Optimizing multi-UAV mission scheduling for army logistics supply chains using metaheuristic algorithms
Abstract
The increasing integration of Unmanned Aerial Vehicles (UAVs) into US Army logistics operations has introduced complex multi-objective scheduling challenges that conventional optimization methods struggle to address efficiently. This study presents a metaheuristic-based optimization framework for scheduling fleets of military UAVs tasked with last-mile resupply missions in dynamic, contested operational environments. A hybrid approach combining a Genetic Algorithm (GA) and Ant Colony Optimization (ACO) is proposed to minimize total mission completion time, fuel consumption, and operational risk while satisfying strict military delivery constraints. The model incorporates stochastic demand, no-fly-zone avoidance, payload capacity limitations, and UAV endurance parameters derived from US Army field logistics doctrine.
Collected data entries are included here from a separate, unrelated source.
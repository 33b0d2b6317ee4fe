//! Stylesheet rendering and output files.

use std::fs;
use std::path::{Path, PathBuf};

use tracing::debug;

use crate::error::Result;
use crate::snapshot::{render_snapshot, snapshot_path};
use crate::types::{Property, Token, TokenKind, TokenValue};

pub const DEPRECATED_COMMENT: &str = "/** @deprecated */";

#[derive(Debug, Clone, Copy, Default)]
pub struct RenderOptions {
    /// Append `!default` to variable declarations.
    pub emit_defaults: bool,
}

/// Render the whole stylesheet: declarations separated by a blank line,
/// exactly one trailing newline.
pub fn render(tokens: &[Token], options: RenderOptions) -> String {
    let blocks: Vec<String> = tokens.iter().map(|t| render_token(t, options)).collect();
    let mut out = blocks.join("\n\n");
    out.push('\n');
    out
}

pub fn render_token(token: &Token, options: RenderOptions) -> String {
    let mut out = String::new();
    if token.deleted {
        out.push_str(DEPRECATED_COMMENT);
        out.push('\n');
    }
    match (&token.kind, &token.value) {
        (TokenKind::Mixin, TokenValue::Properties(props)) => {
            out.push_str(&render_mixin(&token.name, props));
        }
        (TokenKind::Mixin, value) => {
            // hand-edited snapshot
            out.push_str(&format!("@mixin {}() {{\n  {};\n}}", token.name, value));
        }
        (TokenKind::Variable, value) => {
            out.push_str(&render_variable(&token.name, value, options.emit_defaults));
        }
    }
    out
}

fn render_variable(name: &str, value: &TokenValue, emit_default: bool) -> String {
    if emit_default {
        format!("${name}: {value} !default;")
    } else {
        format!("${name}: {value};")
    }
}

fn render_mixin(name: &str, props: &[Property]) -> String {
    let mut out = format!("@mixin {name}() {{\n");
    for prop in props {
        if prop.name.starts_with('@') {
            out.push_str(&format!("  {} {};\n", prop.name, prop.value));
        } else {
            out.push_str(&format!("  {}: {};\n", prop.name, prop.value));
        }
    }
    out.push('}');
    out
}

/// Paths written by [`write_outputs`].
#[derive(Debug, Clone, PartialEq)]
pub struct WrittenFiles {
    pub stylesheet: PathBuf,
    pub snapshot: PathBuf,
}

/// Write the snapshot and the stylesheet.
///
/// Both contents are produced before touching the disk and staged as
/// temporary siblings, so a failure leaves the previous pair in place.
pub fn write_outputs(
    stylesheet: &Path,
    tokens: &[Token],
    options: RenderOptions,
) -> Result<WrittenFiles> {
    let snapshot = snapshot_path(stylesheet);
    let snapshot_json = render_snapshot(tokens)?;
    let scss = render(tokens, options);

    if let Some(dir) = stylesheet.parent().filter(|d| !d.as_os_str().is_empty()) {
        fs::create_dir_all(dir)?;
    }

    let staged_snapshot = staging_path(&snapshot);
    let staged_stylesheet = staging_path(stylesheet);
    let staged = fs::write(&staged_snapshot, &snapshot_json)
        .and_then(|_| fs::write(&staged_stylesheet, &scss));
    if let Err(err) = staged {
        let _ = fs::remove_file(&staged_snapshot);
        let _ = fs::remove_file(&staged_stylesheet);
        return Err(err.into());
    }
    // Stylesheet first; the snapshot is never newer than the stylesheet.
    if let Err(err) = fs::rename(&staged_stylesheet, stylesheet) {
        let _ = fs::remove_file(&staged_snapshot);
        let _ = fs::remove_file(&staged_stylesheet);
        return Err(err.into());
    }
    if let Err(err) = fs::rename(&staged_snapshot, &snapshot) {
        let _ = fs::remove_file(&staged_snapshot);
        return Err(err.into());
    }

    debug!(
        stylesheet = %stylesheet.display(),
        snapshot = %snapshot.display(),
        tokens = tokens.len(),
        "wrote outputs"
    );
    Ok(WrittenFiles {
        stylesheet: stylesheet.to_path_buf(),
        snapshot,
    })
}

fn staging_path(path: &Path) -> PathBuf {
    let mut name = path
        .file_name()
        .map(|n| n.to_os_string())
        .unwrap_or_default();
    name.push(".tmp");
    path.with_file_name(name)
}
Computational experiments were conducted on simulated battlefield scenarios with fleet sizes ranging from 5 to 50 UAVs across terrain grids representing forward operating bases. The proposed GA-ACO hybrid achieved an average improvement of 23.4% in mission completion time and 18.7% in fuel efficiency compared with single-algorithm baselines, while reducing the constraint violation rate to 1.8%. The framework also demonstrated superior adaptability to real-time route re-planning under dynamic threat scenarios and converged within the 10-minute Army tactical planning window for fleets of up to 50 UAVs. These findings suggest that hybrid metaheuristic optimization offers a robust and scalable approach to multi-UAV mission scheduling, with significant implications for enhancing Army supply-chain agility and operational readiness.